Future Sherlockian Novels… Why Not


My mind is forever coming up with new fanfic ideas.  If I could get a dollar for every idea I ever cooked up—for any fandom—I would be a one wealthy woman.  The neat thing about being a Sherlockian is that you can make money out of your fanfic ideas, granted that either you stay out of Casebook material or that you ask the copyright holder for permission.

As for me, I plan to stay out of The Casebook of Sherlock Holmes, much as I’d love to do something Holmes/Maud and make money off of it.  I’m afraid that, until 2023, any such stories will have to be confined to the world of fanfiction, unless I get very, very brave and ask the American copyright holder…

But that is presently neither here nor there.  Let’s talk about the Sherlockian book ideas that I have (and don’t expect me to churn these out like I produce AMM installments—I’m going to be up to my ears in research for… well, all of them).  All of these ideas will be called by their working titles, subject to future change.

Sherlock Holmes and the Great War

Here, we dive into the vastly unexplored potential of the experiences of Sherlock Holmes and John Watson during World War I.  Now, KCS and aragonite could probably do a much better job than I—already have done so, in fact, on FF.N: The Written Front and The Days of Our Years.  I highly recommend them.  But, someday, if I can get the time to research this thoroughly, I want to try my hand at it—I’ve already done so in short stories, and I very much want to collect those ideas into a novel.  Imagine Holmes working with Room 40 and British wartime intelligence.  Imagine Watson in the field hospitals and out on the trenches, perhaps even encountering a future beloved writer, 2nd Lt. John R.R. Tolkien.  Imagine “His Last Bow” being Doyle’s misprint of the true facts of Holmes’s counterintelligence work.  Imagine Holmes going out to the trenches himself to find a missing friend.

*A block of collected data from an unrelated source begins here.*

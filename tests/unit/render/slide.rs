use std::sync::Arc;

use super::*;
use crate::{
    assets::scan::Asset,
    config::RunConfig,
    test_support::{FakeEncoder, FakeProber, write_media},
};

fn canvas() -> Canvas {
    Canvas::new(1280, 720, 24).unwrap()
}

fn slot(position: usize, asset: Asset, allocated: f64, fade: f64) -> Slot {
    let fade_in = match asset.kind {
        AssetKind::StaticImage => fade,
        AssetKind::PrerenderedClip => 0.0,
    };
    Slot {
        position,
        motion: None,
        asset,
        allocated_duration: allocated,
        frames: ((allocated * 24.0).round() as u64).max(1),
        fade_in,
        fade_out: fade,
    }
}

fn clip_asset(path: &Path, duration: f64) -> Asset {
    write_media(path, &format!("{duration} 1280x720"));
    let mut a = Asset::new(1, AssetKind::PrerenderedClip, path);
    a.probed_duration = Some(duration);
    a.probed_width = Some(1280);
    a.probed_height = Some(720);
    a
}

fn context(dir: &Path, encoder: Arc<FakeEncoder>) -> RunContext {
    RunContext::new(
        dir,
        canvas(),
        &RunConfig::new(dir),
        Arc::new(FakeProber::default()),
        encoder,
    )
    .unwrap()
}

#[test]
fn branch_selection_is_trim_iff_clip_covers_slot() {
    assert_eq!(select_clip_strategy(10.0, 10.0), ClipStrategy::Trim);
    assert_eq!(select_clip_strategy(12.0, 10.0), ClipStrategy::Trim);
    assert_eq!(
        select_clip_strategy(4.0, 10.0),
        ClipStrategy::Loop { repeats: 4 }
    );
    assert_eq!(
        select_clip_strategy(3.0, 9.0),
        ClipStrategy::Loop { repeats: 5 }
    );
    assert!(matches!(
        select_clip_strategy(9.999, 10.0),
        ClipStrategy::Loop { .. }
    ));
}

#[test]
fn fit_within_keeps_aspect_and_even_sizes() {
    let c = canvas();
    assert_eq!(fit_within(1024, 1024, &c), (720, 720));
    assert_eq!(fit_within(1920, 1080, &c), (1280, 720));
    assert_eq!(fit_within(1000, 3000, &c), (240, 720));
    assert_eq!(fit_within(1279, 721, &c), (1276, 720));
}

#[test]
fn motion_policy_only_moves_still_images() {
    assert_eq!(
        motion_for(0, AssetKind::StaticImage, true),
        Some(ZoomDirection::In)
    );
    assert_eq!(
        motion_for(3, AssetKind::StaticImage, true),
        Some(ZoomDirection::Out)
    );
    assert_eq!(motion_for(0, AssetKind::StaticImage, false), None);
    assert_eq!(motion_for(0, AssetKind::PrerenderedClip, true), None);
}

#[test]
fn still_without_motion_loops_and_letterboxes() {
    let mut asset = Asset::new(1, AssetKind::StaticImage, "/in/illustration_01.png");
    asset.probed_width = Some(1024);
    asset.probed_height = Some(1024);
    let s = slot(0, asset, 10.0, 0.5);
    let cmd = still_command(
        &s,
        &canvas(),
        &EncodeSettings::default(),
        1.16,
        Path::new("/ws/slot_0000.mp4"),
    )
    .unwrap();

    assert!(matches!(cmd.inputs()[0], Input::LoopedStill { framerate: 24, .. }));
    assert_eq!(
        cmd.filter_chain().unwrap(),
        "scale=720:720,pad=1280:720:(ow-iw)/2:(oh-ih)/2,setsar=1,fade=t=in:st=0:d=0.5,fade=t=out:st=9.5:d=0.5"
    );
    assert_eq!(cmd.output_frames(), Some(240));
    assert_eq!(cmd.output_duration(), Some(10.0));
}

#[test]
fn still_with_motion_decodes_once_and_zooms() {
    let asset = Asset::new(2, AssetKind::StaticImage, "/in/illustration_02.png");
    let mut s = slot(1, asset, 10.0, 0.0);
    s.motion = Some(ZoomDirection::Out);
    let cmd = still_command(
        &s,
        &canvas(),
        &EncodeSettings::default(),
        1.16,
        Path::new("/ws/slot_0001.mp4"),
    )
    .unwrap();

    assert!(matches!(cmd.inputs()[0], Input::File(_)));
    let chain = cmd.filter_chain().unwrap();
    assert!(chain.starts_with("scale=1280:720:force_original_aspect_ratio=decrease,pad="));
    assert!(chain.contains("zoompan=z='1.160000-(0.160000)*min(on/239,1)'"));
    assert!(chain.ends_with(":d=240:s=1280x720:fps=24,setsar=1"));
    assert_eq!(cmd.output_frames(), Some(240));
    assert!(!chain.contains("fade"));
}

#[test]
fn single_frame_still_falls_back_to_static_render() {
    let asset = Asset::new(1, AssetKind::StaticImage, "/in/illustration_01.png");
    let mut s = slot(0, asset, 0.03, 0.0);
    s.motion = Some(ZoomDirection::In);
    let cmd = still_command(
        &s,
        &canvas(),
        &EncodeSettings::default(),
        1.16,
        Path::new("/ws/slot_0000.mp4"),
    )
    .unwrap();
    assert!(matches!(cmd.inputs()[0], Input::LoopedStill { .. }));
    assert!(!cmd.filter_chain().unwrap().contains("zoompan"));
}

#[test]
fn short_clip_takes_the_loop_path_and_hits_its_allocation() {
    let dir = tempfile::tempdir().unwrap();
    let encoder = Arc::new(FakeEncoder::default());
    let ctx = context(dir.path(), encoder.clone());
    let asset = clip_asset(&dir.path().join("video_01.mp4"), 4.0);
    let s = slot(0, asset.clone(), 10.0, 0.5);

    let rendered = render_slot(&ctx, &s, 1).unwrap();
    assert!((rendered.actual_duration - 10.0).abs() <= 0.1);
    assert_eq!(rendered.mismatch, None);
    assert_eq!(rendered.slot_index, 0);

    let repeat_stage = EncodeStage::Repeat {
        slot: 0,
        asset: asset.path.clone(),
    };
    let slide_stage = EncodeStage::Slide {
        slot: 0,
        asset: asset.path.clone(),
    };
    assert_eq!(encoder.invocations.lock().unwrap().len(), 2);

    let repeat_args = encoder.args_for(&repeat_stage);
    assert!(repeat_args.windows(2).any(|w| w == ["-f", "concat"]));
    assert!(repeat_args.windows(2).any(|w| w == ["-c:v", "copy"]));
    let list = std::fs::read_to_string(ctx.workspace().join("repeat_0000.txt")).unwrap();
    assert_eq!(list.lines().count(), 4);

    let slide_args = encoder.args_for(&slide_stage);
    let input = slide_args[slide_args.iter().position(|a| a == "-i").unwrap() + 1].clone();
    assert!(input.ends_with("repeat_0000.mp4"));
    let vf = &slide_args[slide_args.iter().position(|a| a == "-vf").unwrap() + 1];
    assert!(vf.contains("fade=t=out:st=9.5:d=0.5"));
    assert!(!vf.contains("fade=t=in"));
}

#[test]
fn long_clip_is_trimmed_in_one_pass() {
    let dir = tempfile::tempdir().unwrap();
    let encoder = Arc::new(FakeEncoder::default());
    let ctx = context(dir.path(), encoder.clone());
    let asset = clip_asset(&dir.path().join("video_01.mp4"), 12.0);
    let s = slot(0, asset.clone(), 10.0, 0.5);

    render_slot(&ctx, &s, 3).unwrap();
    let stages = encoder.stages();
    assert_eq!(
        stages,
        vec![EncodeStage::Slide {
            slot: 0,
            asset: asset.path
        }]
    );
    let invocations = encoder.invocations.lock().unwrap();
    let args = &invocations[0].args;
    assert!(args.windows(2).any(|w| w == ["-frames:v", "240"]));
    assert!(args.iter().any(|a| a == "-an"));
}

#[test]
fn duration_drift_is_recorded_not_fatal() {
    let dir = tempfile::tempdir().unwrap();
    let encoder = Arc::new(FakeEncoder {
        drift_sec: 0.3,
        ..FakeEncoder::default()
    });
    let ctx = context(dir.path(), encoder);
    write_media(&dir.path().join("illustration_01.png"), "640x480");
    let asset = Asset::new(1, AssetKind::StaticImage, dir.path().join("illustration_01.png"));
    let s = slot(0, asset, 5.0, 0.5);

    let rendered = render_slot(&ctx, &s, 1).unwrap();
    let mismatch = rendered.mismatch.unwrap();
    assert_eq!(mismatch.subject, "slot 0");
    assert!((mismatch.delta - 0.3).abs() < 1e-9);
}

#[test]
fn encoder_failure_names_the_slot() {
    let dir = tempfile::tempdir().unwrap();
    let asset = clip_asset(&dir.path().join("video_03.mp4"), 12.0);
    let stage = EncodeStage::Slide {
        slot: 2,
        asset: asset.path.clone(),
    };
    let encoder = Arc::new(FakeEncoder {
        fail_stage: Some(stage.clone()),
        ..FakeEncoder::default()
    });
    let ctx = context(dir.path(), encoder);
    let err = render_slot(&ctx, &slot(2, asset, 10.0, 0.0), 3).unwrap_err();
    match err {
        StoryreelError::Encode { stage: s, .. } => assert_eq!(s, stage),
        other => panic!("unexpected error: {other}"),
    }
}

#[test]
fn every_branch_ends_with_square_pixels_on_odd_aspect_canvases() {
    let canvas = Canvas::new(1278, 720, 24).unwrap();
    let settings = EncodeSettings::default();
    let mut image = Asset::new(1, AssetKind::StaticImage, "/in/illustration_01.png");
    image.probed_width = Some(1279);
    image.probed_height = Some(721);

    let still = slot(0, image.clone(), 4.0, 0.0);
    let mut moving = slot(0, image, 4.0, 0.0);
    moving.motion = Some(ZoomDirection::In);
    let clip = slot(1, Asset::new(2, AssetKind::PrerenderedClip, "/in/video_02.mp4"), 4.0, 0.0);

    let chains = [
        still_command(&still, &canvas, &settings, 1.16, Path::new("/ws/a.mp4")).unwrap(),
        still_command(&moving, &canvas, &settings, 1.16, Path::new("/ws/b.mp4")).unwrap(),
        clip_command(&clip, Path::new("/in/video_02.mp4"), &canvas, &settings, Path::new("/ws/c.mp4")),
    ]
    .map(|cmd| cmd.filter_chain().unwrap());
    for chain in &chains {
        assert!(chain.ends_with("setsar=1"), "{chain}");
        assert_eq!(chain.matches("setsar").count(), 1, "{chain}");
    }
    assert!(chains[0].contains(",pad=1278:720:"));
}

#[test]
fn frame_budget_sets_the_fade_out_start() {
    let asset = Asset::new(1, AssetKind::StaticImage, "/in/illustration_01.png");
    let mut s = slot(0, asset, 1.51, 0.5);
    s.frames = 37;
    let cmd = still_command(
        &s,
        &canvas(),
        &EncodeSettings::default(),
        1.16,
        Path::new("/ws/slot_0000.mp4"),
    )
    .unwrap();
    let args: Vec<String> = cmd
        .to_args()
        .unwrap()
        .into_iter()
        .map(|a| a.to_string_lossy().into_owned())
        .collect();
    assert!(args.windows(2).any(|w| w == ["-frames:v", "37"]));
    assert!(!args.iter().any(|a| a == "-t"));
    assert!(cmd.filter_chain().unwrap().contains("fade=t=out:st=1.041667:d=0.5"));
}

#[test]
fn clips_shorter_than_a_frame_are_rejected_before_looping() {
    let dir = tempfile::tempdir().unwrap();
    let encoder = Arc::new(FakeEncoder::default());
    let ctx = context(dir.path(), encoder.clone());
    let asset = clip_asset(&dir.path().join("video_01.mp4"), 0.001);

    let err = render_slot(&ctx, &slot(0, asset, 10.0, 0.0), 1).unwrap_err();
    assert!(matches!(err, StoryreelError::Probe { .. }));
    assert!(encoder.invocations.lock().unwrap().is_empty());
    assert!(!ctx.workspace().join("repeat_0000.txt").exists());
}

The possibilities are endless.  That makes it so wonderfully appealing.  If you want to check out my WWI-era fics online:

A Violin and a Test Tube

Sherlock Holmes’s early years, from birth to Cambridge.  His brotherly spats with Mycroft, the love of his half-French mother, his talent with the violin, his discovery of the world of chemistry, and more…  Sherlock’s childhood is neither abusive nor negligent.  He needs sunlight to grow into the hero championed by his future Boswell.

Hours Yet Till Dawn

A sequel to the above.  Sherlock’s parents die in a fire, and Sherlock knows it was deliberate.  A nineteen-year-old boy quits college to find his parents’ murderer, jump-starting his career as an independent detective.  From his very first murder case to his first case with Scotland Yard to the Jefferson Hope mystery, this novel covers the first four years of Sherlock Holmes’s career as the world’s first private consulting detective.

Collecting the Cases

A collection of previously posted and to-be-uploaded short stories by yours truly, sprucing up the one-shots on FF.N and throwing in others for a mix of angst, hurt/comfort, intensity, and good old humor.

Not a Marrying Man

There was more to Holmes’s relationship with Milverton’s housemaid Agatha than Watson ever published.  The good Doctor was protecting the one woman who ever laid a claim to the heart of the Great Detective.  …What can I say?—my romantic soul must have an outlet somewhere!  But it’s not all roses and sunshine, for in the midst of a whirlwind courtship, Sherlock Holmes stumbles across the distant remains of an empire that fractured when its kingpin died in a Swiss waterfall…

To Take Up the Pen

Watson wrote all two dozen installments of Adventures and Memoirs in the three years he thought his best friend dead.  What was going through his mind as he wrote them?  What was happening in his life as he wrote them?  And what was really going through Holmes’s mind as he read them?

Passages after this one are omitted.